Reactive transport under stress: Permeability evolution in deformable porous media

Reactive transport and dissolution in porous media is a fundamental process in many earth systems, including for example weathering and diagenesis of rocks, hydrocarbon recovery and CO2 sequestration. Reactive transport is a complex, nonlinear process: the transport and reactive properties and hence the rate and spatial distribution of fluid flow and reaction strongly depend on the microstructure, which in turn keeps evolving in time with the reaction. Further complexity arises due to the fact that in most geological conditions the subsurface medium is under large stress and dissolution of the solid matrix causes two simultaneous, competing effects: void space enlargement due to chemical deformation and mechanical compaction due to mechanical weakening.
We study reactive transport and permeability evolution in a stressed porous media, using mechanistic pore-scale model and simulate flooding of a sample under fixed confining stress.
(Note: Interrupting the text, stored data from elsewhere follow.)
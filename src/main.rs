use anyhow::Result;
use clap::{Parser, Subcommand};
use tracing_subscriber::EnvFilter;

use receipts::audit::AuditLogger;
use receipts::cli::{handle_backup_command, BackupCommands};
use receipts::config::{paths::ReceiptsPaths, settings::Settings};

/// Environment variable holding the log filter
const LOG_ENV: &str = "RECEIPTS_LOG";

#[derive(Parser)]
#[command(
    name = "receipts",
    version,
    about = "Backup and restore for the receipts expense tracker",
    long_about = "Packages the expense database, preferences and receipt images \
                  into a single archive and restores them again."
)]
struct Cli {
    #[command(subcommand)]
    command: Option<Commands>,
}

#[derive(Subcommand)]
enum Commands {
    /// Backup management commands
    #[command(subcommand)]
    Backup(BackupCommands),

    /// Show recent backup and restore activity
    History {
        /// Number of entries to show
        #[arg(short = 'n', long, default_value = "10")]
        limit: usize,
    },

    /// Create the data directories and default settings
    Init,

    /// Show current configuration and paths
    Config,
}

fn init_logging() {
    let filter = EnvFilter::try_from_env(LOG_ENV).unwrap_or_else(|_| EnvFilter::new("warn"));

    tracing_subscriber::fmt()
        .with_env_filter(filter)
        .with_writer(std::io::stderr)
        .with_target(false)
        .init();
}

fn main() -> Result<()> {
    init_logging();
    let cli = Cli::parse();

    let paths = ReceiptsPaths::new()?;
    let settings = Settings::load_or_create(&paths)?;

    match cli.command {
        Some(Commands::Backup(cmd)) => {
            handle_backup_command(&paths, &settings, cmd)?;
        }
        Some(Commands::History { limit }) => {
            let entries = AuditLogger::new(paths.audit_log()).read_recent(limit)?;
            if entries.is_empty() {
                println!("No backup activity recorded yet.");
            }
            for entry in entries {
                println!("{}", entry.format_human_readable());
            }
        }
        Some(Commands::Init) => {
            println!("Initializing receipts at: {}", paths.base_dir().display());
            paths.ensure_directories()?;
            settings.save(&paths)?;
            println!("Initialization complete!");
            println!();
            println!("Run 'receipts backup create' to take the first backup.");
        }
        Some(Commands::Config) => {
            let roots = settings.storage_roots(&paths);
            println!("Receipts Configuration");
            println!("======================");
            println!("Base directory:        {}", paths.base_dir().display());
            println!("Database directory:    {}", roots.database.display());
            println!("Preferences directory: {}", roots.preferences.display());
            println!("Images directory:      {}", roots.images.display());
            println!("Backup directory:      {}", paths.backup_dir().display());
            println!();
            println!("Settings:");
            println!(
                "  Retention: {} daily, {} monthly",
                settings.backup_retention.daily_count, settings.backup_retention.monthly_count
            );
            println!("  Compression: {:?}", settings.backup.compression);
            println!("  Encrypt backups: {}", settings.backup.encrypt);
        }
        None => {
            println!("receipts - backup and restore for your expense data");
            println!();
            println!("Run 'receipts --help' for usage information.");
        }
    }

    Ok(())
}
The simulations show that increasing the stress inhibits the permeability enhancement, increasing the injected volume required to reach a certain permeability, in agreement with recent experiments. This behavior is explained by stress concentration downstream, in the less dissolved (hence stiffer) outlet region. As this region is also less conductive, even its small compaction has a strong bottleneck effect that curbs the permeability. The results also elucidate that the impact of stress depends on the dissolution regime and Damköhler number, where interestingly at the wormholing regime stress reduces transport heterogeneity and promoting wormhole competition.